Subway Entertainment
Another lost art, especially since the police have started cracking down on those who try to make some smash by putting on a show. The straw that broke the public’s back was the It’s Showtime People people. Usually young men, that is always young men, who put out a boom box and then performed acrobatic stunts. It was impressive the first few times. Then looked dangerous. Then was dangerous and annoying. I enjoyed the older acts. The Andean bands with their wind pipe thingys like was in that one Paul Simon song. The Mexican bandas. The magic show, complete with a dove that was freed from a hat. That always freaked someone out. The man dressed up as if he were ridding a horse who I was told sung a very perverted but traditionally so song from Central America. There was the man with the horn and wore a cape and claimed to be from outer space and then blew the worst Acid Jazz imaginable. As if there is any good Acid Jazz. There were various singing groups. The very tall very African-looking young man dressed in hip hop gear and playing a violin who ran the upper West and East side runs. I’m sure I have parted with hundreds of dollars in change as my contribution to the underground arts.
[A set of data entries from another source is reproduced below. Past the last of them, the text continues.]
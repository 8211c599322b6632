//! Message types for inter-layer communication in the actor-based architecture.
//!
//! This module defines all messages that flow between the UI, App, and Network layers.

pub mod ui_events;
pub mod network;
pub mod render;

pub use ui_events::UiEvent;
pub use network::{NetworkCommand, NetworkResponse};
pub use render::RenderState;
The subway ride is always an adventure. I have been on the Chicago system and that too has its moments as does Boston in interest and intrigue and the ability of so many people of different social, communal, and economic backgrounds to sit together in peace. In other systems such as Baltimore, Detroit, and Washington D.C. there exists but small system used by all and a larger system used only by the poor and those downwardly mobile we call the “working classes.” Most of the other cities I have been to there is a limited bus network that replaced whatever trollies that had existed and this system is strictly for poor people to the extent that anyone of any means defends their total lack of knowledge of the system such as when I was in the San Antonio airport and they had to find a janitor to see if indeed there was a bus from the airport to the downtown. Spoiler alert. There is, and it costs a buck fifty rather than thirty dollars for the taxi. Gothem has a system that keeps growing, they keep attempting to beautify but deep down we like it as it is, an ugly series of platforms next to an open pit electrified with high voltage and where once can stand right next to a speeding train as it zooms in or out of the station. I will say, the system has moved me about. Where else can one go from the tar beach to the actual beach for a few bucks and be entertained along the way?